15 years ago, at this hour I was wheeled into the Operation Room after fighting for my life to try to bring my eldest son out into this world. The water had broken but the baby refused to go out.
I was admitted into the hospital 30 hours before as the water broke. The contraction started to get frequent and I had terribly warned my hubby from leaving my sight. i squeezed his hand and the hand of a nurse until it turned blue. The doctor and the nurses at Bluffton Community Hospital, Ohio asked me to control my breath and pushed the baby out. But the dilation went up to 7cm only.
It was when the baby's heart rate started to drop that the doctor became very concerned and my gyneacologist, Dr Stymertz was called in. An X-ray machine was brought into the labor room and they saw that the baby's head had tilted. The concerned peak and I was rushed into the labor room. My hubby was ushered into the OR too.
I was very much awake, feeling very cold and trying to digest what was happening to me. My bone marrow was injected a few times with epidural so I lost my nerve waist down but I was still conscious. I tried a conversation with MH asking him what is the doctor doing as I felt like someone drawing something on my tummy. It was not drawing though, it was an incision made for the C-Section.
Not long after that I heard a loud cry and saw the nurses brought one big baby to a corner. Oh! That's my baby... so big..curling in my tummy... I was slurring to MH and tears welled and streamed at the corners of my eyes. He weighed 4.15kg, the darkest and loudest baby in the whole Bluffton Community Hospital. The baby that we named Adam Zachary and the doctor said: It sure took us A to Z to bring you out little, man!
That was the journey of bringing my baby out into the world. The beginning and the never forgotten one. Raising him alone without any family members in the USA was quite a task. No matter how MH kept on telling me that he was not ready to become a dad, he did perform his task and duties of changing the diapers, waking up at night to feed the baby, to cuddle him, to rock him when he needed to be spoilt as I went to the classes.
That was 15 years ago. Now, this baby of mine seldom like to see me hug me unnecessarily. He has grown taller. He has become so concerned with his appearance or the many pimples that start peeping out from his forehead and cheeks. His voice has become huskier, a sign that he is now becoming a growing man.
Happy Birthday Adam... I see you grow in front of my eyes and to be able to enjoy today - your 15th birthday is indeed a blessed one. Mummy still remember the moments you kicked in my tummy. Mummy still remember reading the Qur'an to you aloud so you become familiar with it. Mummy still remember taking you around the park and talk to you about the hard life in a foreign land, about missing all family members back home in Malaysia and how impatient we became to introduce you to the rest of the family.
When Mummy was diagnosed with breast cancer, you were only 8 years old and how it changed your character. From the bubbly and perky child to an introvert son. You watched me being so sick with the chemo. You wanted to reach me but you felt so helpless and I saw it in your eyes. Mummy felt sorry that you had to undergo all those. The fact that many of your childhood moments were traded with looking after me being sick was something that can still make me cry. I am so sorry you lost your childhood moments, not having a chance to play outside the house, to help clean or serve me. What you endure, had made you mature earlier. You got tensed with the expectation. You at times hurled the frustration out. Your studies got affected badly. I am so sorry my son....

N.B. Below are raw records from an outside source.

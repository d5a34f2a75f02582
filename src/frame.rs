extern crate ffmpeg_next as ffmpeg;

use ffmpeg::util::format::Pixel as AvPixel;
use ffmpeg::util::frame::Video as AvFrame;

use crate::time::Time;

/// Re-export internal `AvPixel` as `PixelFormat` for callers.
pub type PixelFormat = AvPixel;

/// Re-export internal `AvFrame` for callers that need the raw decoded
/// frame.
pub type RawFrame = AvFrame;

/// A decoded frame together with the presentation timestamp the decoder
/// derived for it, as deposited into the [`crate::video_buffer::VideoBuffer`]
/// by the decoder sink.
pub struct DecodedFrame {
    pub frame: RawFrame,
    pub pts: Time,
}

impl DecodedFrame {
    pub fn new(frame: RawFrame, pts: Time) -> Self {
        Self { frame, pts }
    }
}

// `RawFrame` wraps a raw `AVFrame *`; a `DecodedFrame` is only ever owned by
// one thread at a time (it crosses threads by being moved, not shared), so
// this is sound the same way the teacher's `Packet` and `Reader` are `Send`.
unsafe impl Send for DecodedFrame {}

I am blessed to have you. Never mind that you have never been a smarter kid in your class. To me and daddy you are our gem. You are an amanah from God. Mummy and daddy are blessed. When Mummy can hear you reciting the Qur'an after the prayer, Mummy feels so serene. When Mummy sees you help you little brother, Mummy feels the joy. When Mummy sees you help daddy with house chores, Mummy feels so, so blessed not it is still with some guilt that Mummy can't contribute much.
Be a good man, my son. Be a good Moslem and help adik improvise his duties to God. Your journey is still long. Enjoy each day with gratitude that whatever you have today, you may not have it tomorrow. Thank you for sharing your experience with me, like I am your best friend. Thank you for running to me when you need a shoulder to cry on. Thank you for telling me what is in your heart in your special way. You seldom express but you do share. Thank you for making Mummy's life more colourful from the day you were born.
Apart from marrying daddy, and having adik around, You are the best thing that ever happens to me because you are my eldest son.
May you always be protected and loved by God with His rahmah along your life. May you shine in your endeavours and be a better person in your life... ameen.
Adam you are not little anymore, but you are always a baby to Mummy!